Can Entrepreneurship Be Copied? Some Behaviors Can Be Replicated, but Results Are Unique.



Time and again, President Obama has told us how he intends to solve our healthcare problems: spend money on pilot programs and other experiments, find out what works, and then copy it. He’s also repeatedly said the same thing about education. The only difference: In education, we’ve already been following this approach with no success for twenty-five years.

Still, if the president were right about health and education, why wouldn’t the same idea apply to every other field? Why couldn’t we study the best way to make a computer or invest in the stock market—and then copy it?
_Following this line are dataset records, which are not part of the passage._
//! Crisis-period views.
//!
//! The crisis dataset is ranked on its own terms. City sets of the two
//! datasets are compared for the report, but a mismatch is never an error.

use crate::analysis::aggregator::{
    aggregate, AggregateTable, GroupBy, Reduction, ReductionSpec, SortOrder,
};
use crate::error::Result;
use crate::models::{Dataset, Indicator};
use serde::Serialize;
use std::collections::BTreeSet;

/// Rank crisis cities by one metric, descending, ties by city name.
pub fn crisis_ranking(
    crisis: &Dataset,
    metric: Indicator,
    reduction: Reduction,
) -> Result<AggregateTable> {
    crisis_profile(crisis, &ReductionSpec::from([(metric, reduction)]), metric)
}

/// Rank crisis cities over several columns by `rank_by`.
pub fn crisis_profile(
    crisis: &Dataset,
    reductions: &ReductionSpec,
    rank_by: Indicator,
) -> Result<AggregateTable> {
    aggregate(crisis, GroupBy::City, reductions)?.sorted_by(rank_by, SortOrder::Descending)
}

/// Day-by-day evolution of the crisis.
pub fn crisis_daily(crisis: &Dataset, reductions: &ReductionSpec) -> Result<AggregateTable> {
    aggregate(crisis, GroupBy::Day, reductions)
}

/// How the city sets of the two datasets overlap.
#[derive(Debug, Clone, Default, PartialEq, Eq, Serialize)]
pub struct CityCoverage {
    /// Cities present in both datasets.
    pub shared: Vec<String>,
    /// Cities only tracked by the crisis dataset.
    pub crisis_only: Vec<String>,
    /// Primary cities with records inside the crisis window but no crisis records.
    pub primary_only: Vec<String>,
}

impl CityCoverage {
    pub fn is_aligned(&self) -> bool {
        self.crisis_only.is_empty() && self.primary_only.is_empty()
    }
}

/// Compare city sets, restricting the primary side to the crisis window.
pub fn city_coverage(primary: &Dataset, crisis: &Dataset) -> CityCoverage {
    let crisis_cities = crisis.cities();
    let all_primary = primary.cities();

    let windowed: BTreeSet<&str> = match crisis.date_range() {
        Some((start, end)) => primary
            .records()
            .iter()
            .filter(|r| r.date >= start && r.date <= end)
            .map(|r| r.city.as_str())
            .collect(),
        None => BTreeSet::new(),
    };

    let owned = |set: BTreeSet<&str>| set.into_iter().map(String::from).collect::<Vec<_>>();

    CityCoverage {
        shared: owned(crisis_cities.intersection(&all_primary).copied().collect()),
        crisis_only: owned(crisis_cities.difference(&all_primary).copied().collect()),
        primary_only: owned(windowed.difference(&crisis_cities).copied().collect()),
    }
}
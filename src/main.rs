//! FloodReport command-line entry point.
//!
//! Exit codes:
//!   0 - Report written
//!   1 - Runtime error (missing dataset, invalid data, bad config, etc.)

use anyhow::{Context, Result};
use floodreport::cli::Args;
use floodreport::config::{Config, OutputFormat, CONFIG_FILE};
use floodreport::pipeline::{self, CrisisSource, PipelineOptions};
use std::path::Path;
use std::time::Instant;
use tracing::{debug, error, info};
use tracing_subscriber::FmtSubscriber;

fn main() -> Result<()> {
    // Parse command-line arguments
    let args = Args::parse_args();

    // Validate arguments
    if let Err(e) = args.validate() {
        eprintln!("Error: {}", e);
        std::process::exit(1);
    }

    // Handle --init-config early (no logging needed)
    if args.init_config {
        return handle_init_config();
    }

    // Config is read before logging starts so `general.verbose` applies
    let mut config = match load_config(&args) {
        Ok(config) => config,
        Err(e) => {
            eprintln!("\n❌ Error: {:#}", e);
            std::process::exit(1);
        }
    };
    config.merge_with_args(&args);

    init_logging(&args, &config);

    info!("FloodReport v{}", env!("CARGO_PKG_VERSION"));
    debug!("Arguments: {:?}", args);

    if let Err(e) = run_report(&config) {
        error!("Report failed: {:#}", e);
        eprintln!("\n❌ Error: {:#}", e);
        std::process::exit(1);
    }

    Ok(())
}

/// Handle --init-config: generate a default floodreport.toml.
fn handle_init_config() -> Result<()> {
    let path = Path::new(CONFIG_FILE);

    if path.exists() {
        eprintln!(
            "⚠️  {} already exists. Remove it first or edit it manually.",
            CONFIG_FILE
        );
        std::process::exit(1);
    }

    let content = Config::default_toml();
    std::fs::write(path, &content).with_context(|| format!("Failed to write {}", CONFIG_FILE))?;

    println!("✅ Created {} with default settings.", CONFIG_FILE);
    println!("   Edit it to change data paths, analysis settings and recommendations.");
    Ok(())
}

/// Initialize logging based on verbosity settings.
fn init_logging(args: &Args, config: &Config) {
    let level = if !args.quiet && config.general.verbose {
        tracing::Level::DEBUG
    } else {
        args.log_level()
    };

    let subscriber = FmtSubscriber::builder()
        .with_max_level(level)
        .with_target(false)
        .with_thread_ids(false)
        .with_file(false)
        .with_line_number(false)
        .compact()
        .finish();

    tracing::subscriber::set_global_default(subscriber).expect("Failed to set tracing subscriber");
}

/// Run the pipeline and write the report.
fn run_report(config: &Config) -> Result<()> {
    let start_time = Instant::now();
    let options = PipelineOptions::from(config);

    println!("📥 Loading data: {}", options.primary.display());
    match options.crisis {
        CrisisSource::Declared(ref crisis) => println!("   Crisis data: {}", crisis.display()),
        CrisisSource::Fallback(ref crisis) => {
            println!("   Crisis data: {} (if present)", crisis.display())
        }
        CrisisSource::Skip => {}
    }

    let report = pipeline::run(&options).context("Failed to build report")?;

    let output = match config.general.format {
        OutputFormat::Text => report.to_text(),
        OutputFormat::Json => report.to_json().context("Failed to serialize report")?,
    };

    let path = &config.general.output;
    if let Some(parent) = path.parent().filter(|p| !p.as_os_str().is_empty()) {
        std::fs::create_dir_all(parent)
            .with_context(|| format!("Failed to create directory {}", parent.display()))?;
    }
    std::fs::write(path, &output)
        .with_context(|| format!("Failed to write report to {}", path.display()))?;

    println!("\n📊 Report Summary:");
    for section in report.sections() {
        println!("   {}. {}", section.number, section.title);
    }
    println!("   Duration: {:.1}s", start_time.elapsed().as_secs_f64());
    println!("\n✅ Report saved to: {}", path.display());

    Ok(())
}

/// Load configuration from file or use defaults.
fn load_config(args: &Args) -> Result<Config> {
    // Try explicit config path
    if let Some(ref config_path) = args.config {
        return Config::load(config_path);
    }

    // Try default location
    Ok(Config::load_default()?.unwrap_or_default())
}
//! Analysis modules.
//!
//! Aggregation, statistics and crisis reconciliation all take a loaded
//! dataset by reference and return new values.

pub mod aggregator;
pub mod reconcile;
pub mod stats;
pub mod views;

pub use aggregator::*;
pub use reconcile::*;
pub use stats::*;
As I write in my new book, Priceless: Curing the Healthcare Crisis, I want to propose a principle that covers all of this: entrepreneurship cannot be replicated. Put differently, there is no such thing as a cookbook entrepreneur. Let’s suppose for a moment that I am wrong. Suppose we could study the behavior of successful entrepreneurs and write down the keys to their success in a book that everyone could read and copy. Consider Bill Gates, Warren Buffett and Sam Walton. If we could discover what they did right, and everyone copied their behavior, then we could all become billionaires. Right? Well, not quite. Here’s the problem: In order for each of us to be a billionaire, we have to each be doing something that produces a billion dollars’ worth of goods and services. But if all we’re doing is copying action items out of a book, then we are not doing anything special. And if we’re not doing anything special, we are definitely not producing a billion dollars of value added.

In mathematics, Gödel’s Theorem says that no complex, axiomatic system can be both consistent and complete. What I am proposing is something similar for social science. Although some habits of highly successful people can be identified and copied, not enough of them can be copied for each of us to become highly successful ourselves through copycat behavior alone.

This is Goodman’s Nonreplicability Theorem.

In healthcare, it’s already been borne out. Scholars associated with the Brookings Institution identified ten of the best hospital regions in the country and then tried to identify common characteristics that could be replicated. There were almost none. Some regions had doctors on staff. Others paid fee-for-service. Some had electronic medical records. Others did not. A separate study of physicians’ practices found much the same thing. There were simply not enough objective characteristics that the practices had in common to allow an independent party to set up a successful practice by copycat alone.

By the way, this is not bad news. It is good news. How much fun would life be if we all went around copying what we read in a book?

Note: Cross-posted at Psychology Today blog, “Curing the Healthcare Crisis.”

2 Comment(s)

  1. Ludwig Von Mises,the great Austrian economist, wrote about something similar to this situation almost 100 years ago. Von Mises stated that socialism always fails because there is no way of calculating prices in a socialist economy. The old Soviet Union could never run its economy properly,because of this price calculation dilemma. The market signals just weren’t there. They always had either shortages or surpluses. So they set up a whole economic department to study and copy Western prices. Even after doing this their whole economic system still collapsed. Included in this collapse was their socialized medical system. Its funny that politicians never learn. The Federal government has made the same mistakes with Medicare and Medicaid that all socialized medicine has done. Unrealistic pricing,corruption and fraud have bankrupted both Medicare and Medicaid. Unfortunately the taxpayers now and for the next 50 years will have to pay for the mistakes of politicians who promised pie in the sky something for nothing medical insurance. And now we are stuck with Obamacare. How to they plan to pay for that?

    libertarian jerry | Aug 20, 2012 | Reply

  2. The crux of the health problem is a lack of proper nutrition. Todays problem with inflated prices and rampant increases in diseases is a manufactured reality that we must face with better diet decisions. Unfortunately, the alphabet federal agencies have rubber stamped hazardous unnatural substances and practice Eugenics. I wish one of these fine authors would write a story that reveals the diet of the central bankers and their cronies. Also, it would be interesting to find out if they and their children take vaccines.